(Stored data entries)

####

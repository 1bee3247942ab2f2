use std::sync::{Arc, Mutex};

use flora_table::ingestion::{
    read_table_from_path, read_table_observed, IngestionContext, IngestionObserver, IngestionOptions,
    IngestionSeverity, IngestionStats,
};
use flora_table::TableError;

#[derive(Default)]
struct RecordingObserver {
    successes: Mutex<Vec<IngestionStats>>,
    failures: Mutex<Vec<IngestionSeverity>>,
    alerts: Mutex<Vec<IngestionSeverity>>,
}

impl IngestionObserver for RecordingObserver {
    fn on_success(&self, _ctx: &IngestionContext, stats: IngestionStats) {
        self.successes.lock().unwrap().push(stats);
    }

    fn on_failure(&self, _ctx: &IngestionContext, severity: IngestionSeverity, _error: &TableError) {
        self.failures.lock().unwrap().push(severity);
    }

    fn on_alert(&self, _ctx: &IngestionContext, severity: IngestionSeverity, _error: &TableError) {
        self.alerts.lock().unwrap().push(severity);
    }
}

fn options_with(obs: Arc<RecordingObserver>, threshold: IngestionSeverity) -> IngestionOptions {
    IngestionOptions {
        observer: Some(obs),
        alert_at_or_above: threshold,
        ..Default::default()
    }
}

#[test]
fn observer_receives_stats_on_success() {
    let obs = Arc::new(RecordingObserver::default());
    let opts = options_with(obs.clone(), IngestionSeverity::Critical);

    read_table_from_path("tests/fixtures/registry.csv", &opts).unwrap();

    let successes = obs.successes.lock().unwrap().clone();
    assert_eq!(successes, vec![IngestionStats { rows: 7, data_rows: 5 }]);
    assert!(obs.failures.lock().unwrap().is_empty());
}

#[test]
fn observer_receives_failure_and_alert_on_critical_io_error() {
    let obs = Arc::new(RecordingObserver::default());
    let opts = options_with(obs.clone(), IngestionSeverity::Critical);

    // Missing file -> Io error -> Critical
    let _ = read_table_from_path("tests/fixtures/does_not_exist.csv", &opts).unwrap_err();

    let failures = obs.failures.lock().unwrap().clone();
    let alerts = obs.alerts.lock().unwrap().clone();
    assert_eq!(failures, vec![IngestionSeverity::Critical]);
    assert_eq!(alerts, vec![IngestionSeverity::Critical]);
}

#[test]
fn observer_receives_failure_without_alert_for_format_error() {
    let obs = Arc::new(RecordingObserver::default());
    let opts = options_with(obs.clone(), IngestionSeverity::Critical);

    // Format error -> Error severity (not Critical) -> should not alert
    let _ = read_table_from_path("tests/fixtures/truncated.csv", &opts).unwrap_err();

    let failures = obs.failures.lock().unwrap().clone();
    assert_eq!(failures, vec![IngestionSeverity::Error]);
    assert!(obs.alerts.lock().unwrap().is_empty());
}

#[test]
fn lower_threshold_alerts_on_header_mismatch() {
    let obs = Arc::new(RecordingObserver::default());
    let opts = options_with(obs.clone(), IngestionSeverity::Error);

    let _ = read_table_from_path("tests/fixtures/bad_header.csv", &opts).unwrap_err();

    assert_eq!(obs.alerts.lock().unwrap().clone(), vec![IngestionSeverity::Error]);
}

#[test]
fn in_memory_loads_are_observed_too() {
    let obs = Arc::new(RecordingObserver::default());
    let opts = options_with(obs.clone(), IngestionSeverity::Critical);

    let text = std::fs::read_to_string("tests/fixtures/headers_only.csv").unwrap();
    let err = read_table_observed(&text, &opts).unwrap_err();

    assert!(matches!(err, TableError::TooFewRows { .. }));
    assert_eq!(obs.failures.lock().unwrap().clone(), vec![IngestionSeverity::Error]);
}
use std::fmt;
use std::fs::OpenOptions;
use std::io::Write;
use std::path::{Path, PathBuf};
use std::sync::{Arc, Mutex};
use std::time::{SystemTime, UNIX_EPOCH};

use crate::error::TableError;

/// Severity classification used for observer callbacks and alerting thresholds.
#[derive(Debug, Clone, Copy, PartialEq, Eq, PartialOrd, Ord)]
pub enum IngestionSeverity {
    /// Warning-level event (non-fatal or caller-side problem).
    Warning,
    /// The file was read but its structure or header is wrong.
    Error,
    /// The file could not be read at all.
    Critical,
}

impl IngestionSeverity {
    /// Severity assigned to a load failure.
    pub fn for_error(error: &TableError) -> Self {
        match error {
            TableError::Io(_) => Self::Critical,
            TableError::Format { .. }
            | TableError::HeaderMismatch { .. }
            | TableError::TooFewRows { .. } => Self::Error,
            TableError::Csv(_)
            | TableError::Json(_)
            | TableError::InvalidArgument { .. }
            | TableError::NoMatch { .. } => Self::Warning,
        }
    }
}

/// What was being loaded.
#[derive(Debug, Clone)]
pub struct IngestionContext {
    /// Source path, or a label such as `<memory>` for in-memory text.
    pub source: PathBuf,
}

/// Row counts reported on a successful load.
#[derive(Debug, Clone, Copy, PartialEq, Eq)]
pub struct IngestionStats {
    /// All rows, headers included.
    pub rows: usize,
    /// Rows after the two headers.
    pub data_rows: usize,
}

impl fmt::Display for IngestionStats {
    fn fmt(&self, f: &mut fmt::Formatter<'_>) -> fmt::Result {
        write!(f, "rows={} data_rows={}", self.rows, self.data_rows)
    }
}

/// Observer interface for load outcomes.
///
/// Implementors can record metrics, logs, or trigger alerts.
pub trait IngestionObserver: Send + Sync {
    /// Called when a table loads and validates.
    fn on_success(&self, _ctx: &IngestionContext, _stats: IngestionStats) {}

    /// Called when loading fails.
    fn on_failure(&self, _ctx: &IngestionContext, _severity: IngestionSeverity, _error: &TableError) {}

    /// Called when a failure meets the alert threshold.
    ///
    /// Default behavior forwards to [`Self::on_failure`].
    fn on_alert(&self, ctx: &IngestionContext, severity: IngestionSeverity, error: &TableError) {
        self.on_failure(ctx, severity, error)
    }
}

/// Fans callbacks out to several observers.
#[derive(Default)]
pub struct CompositeObserver {
    observers: Vec<Arc<dyn IngestionObserver>>,
}

impl CompositeObserver {
    pub fn new(observers: Vec<Arc<dyn IngestionObserver>>) -> Self {
        Self { observers }
    }

    /// Number of wrapped observers.
    pub fn len(&self) -> usize {
        self.observers.len()
    }

    pub fn is_empty(&self) -> bool {
        self.observers.is_empty()
    }
}

impl fmt::Debug for CompositeObserver {
    fn fmt(&self, f: &mut fmt::Formatter<'_>) -> fmt::Result {
        f.debug_struct("CompositeObserver")
            .field("observers_len", &self.observers.len())
            .finish()
    }
}

impl IngestionObserver for CompositeObserver {
    fn on_success(&self, ctx: &IngestionContext, stats: IngestionStats) {
        for o in &self.observers {
            o.on_success(ctx, stats);
        }
    }

    fn on_failure(&self, ctx: &IngestionContext, severity: IngestionSeverity, error: &TableError) {
        for o in &self.observers {
            o.on_failure(ctx, severity, error);
        }
    }

    fn on_alert(&self, ctx: &IngestionContext, severity: IngestionSeverity, error: &TableError) {
        for o in &self.observers {
            o.on_alert(ctx, severity, error);
        }
    }
}

/// One load event, rendered the same way by every logging observer.
enum LoadEvent<'a> {
    Loaded(IngestionStats),
    Failed(IngestionSeverity, &'a TableError),
    Alert(IngestionSeverity, &'a TableError),
}

impl LoadEvent<'_> {
    fn line(&self, ctx: &IngestionContext) -> String {
        let source = ctx.source.display();
        match self {
            Self::Loaded(stats) => format!("ok source={source} {stats}"),
            Self::Failed(severity, error) => {
                format!("fail severity={severity:?} source={source} err={error}")
            }
            Self::Alert(severity, error) => {
                format!("ALERT severity={severity:?} source={source} err={error}")
            }
        }
    }
}

/// Logs load events to stderr.
#[derive(Debug, Default)]
pub struct StdErrObserver;

impl StdErrObserver {
    fn emit(&self, ctx: &IngestionContext, event: LoadEvent<'_>) {
        eprintln!("[load] {}", event.line(ctx));
    }
}

impl IngestionObserver for StdErrObserver {
    fn on_success(&self, ctx: &IngestionContext, stats: IngestionStats) {
        self.emit(ctx, LoadEvent::Loaded(stats));
    }

    fn on_failure(&self, ctx: &IngestionContext, severity: IngestionSeverity, error: &TableError) {
        self.emit(ctx, LoadEvent::Failed(severity, error));
    }

    fn on_alert(&self, ctx: &IngestionContext, severity: IngestionSeverity, error: &TableError) {
        self.emit(ctx, LoadEvent::Alert(severity, error));
    }
}

/// Appends timestamped load events to a log file.
///
/// Writes are best-effort; a log file that cannot be opened or written is skipped silently.
#[derive(Debug)]
pub struct FileObserver {
    path: PathBuf,
    lock: Mutex<()>,
}

impl FileObserver {
    pub fn new(path: impl AsRef<Path>) -> Self {
        Self {
            path: path.as_ref().to_path_buf(),
            lock: Mutex::new(()),
        }
    }

    fn emit(&self, ctx: &IngestionContext, event: LoadEvent<'_>) {
        let secs = SystemTime::now()
            .duration_since(UNIX_EPOCH)
            .unwrap_or_default()
            .as_secs();
        let _guard = self.lock.lock().ok();
        if let Ok(mut f) = OpenOptions::new().create(true).append(true).open(&self.path) {
            let _ = writeln!(f, "{secs} {}", event.line(ctx));
        }
    }
}

impl IngestionObserver for FileObserver {
    fn on_success(&self, ctx: &IngestionContext, stats: IngestionStats) {
        self.emit(ctx, LoadEvent::Loaded(stats));
    }

    fn on_failure(&self, ctx: &IngestionContext, severity: IngestionSeverity, error: &TableError) {
        self.emit(ctx, LoadEvent::Failed(severity, error));
    }

    fn on_alert(&self, ctx: &IngestionContext, severity: IngestionSeverity, error: &TableError) {
        self.emit(ctx, LoadEvent::Alert(severity, error));
    }
}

####

*Task to complete:* All that is needed is the exact run of lines above from the line containing "#[derive(Debug, Clone, Copy, PartialEq, Eq, PartialOrd, Ord)]" through the line containing "#[derive(Debug, Clone)]", both of them included.

*Result of the exercise:*
#[derive(Debug, Clone, Copy, PartialEq, Eq, PartialOrd, Ord)]
pub enum IngestionSeverity {
    /// Warning-level event (non-fatal or caller-side problem).
    Warning,
    /// The file was read but its structure or header is wrong.
    Error,
    /// The file could not be read at all.
    Critical,
}

impl IngestionSeverity {
    /// Severity assigned to a load failure.
    pub fn for_error(error: &TableError) -> Self {
        match error {
            TableError::Io(_) => Self::Critical,
            TableError::Format { .. }
            | TableError::HeaderMismatch { .. }
            | TableError::TooFewRows { .. } => Self::Error,
            TableError::Csv(_)
            | TableError::Json(_)
            | TableError::InvalidArgument { .. }
            | TableError::NoMatch { .. } => Self::Warning,
        }
    }
}

/// What was being loaded.
#[derive(Debug, Clone)]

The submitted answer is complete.